▶ _AIM OF THE TASK_
Collect every line in the records below that contains the word "sprig".

▶ _SOURCE DATA_

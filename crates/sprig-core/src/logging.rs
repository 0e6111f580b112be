//! Logging setup based on `tracing-subscriber`.

use tracing_subscriber::EnvFilter;

/// Default directives: everything from sprig, but keep the wgpu stack quiet.
pub const DEFAULT_FILTER: &str = "trace,wgpu_core=info,wgpu_hal=info,naga=info";

/// Install a global fmt subscriber.
///
/// `RUST_LOG` takes precedence over [`DEFAULT_FILTER`] when set.
pub fn init() {
    init_with_filter(DEFAULT_FILTER);
}

/// Install a global fmt subscriber with the given fallback filter.
///
/// Calling this more than once is harmless; later calls are ignored.
pub fn init_with_filter(filter: &str) {
    let filter = EnvFilter::try_from_default_env().unwrap_or_else(|_| EnvFilter::new(filter));

    if tracing_subscriber::fmt().with_env_filter(filter).try_init().is_err() {
        tracing::debug!("Global tracing subscriber already installed");
    }
}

▶ _THE COMPLETED TASK_
filename crates/sprig-core/src/logging.rs
/// Default directives: everything from sprig, but keep the wgpu stack quiet.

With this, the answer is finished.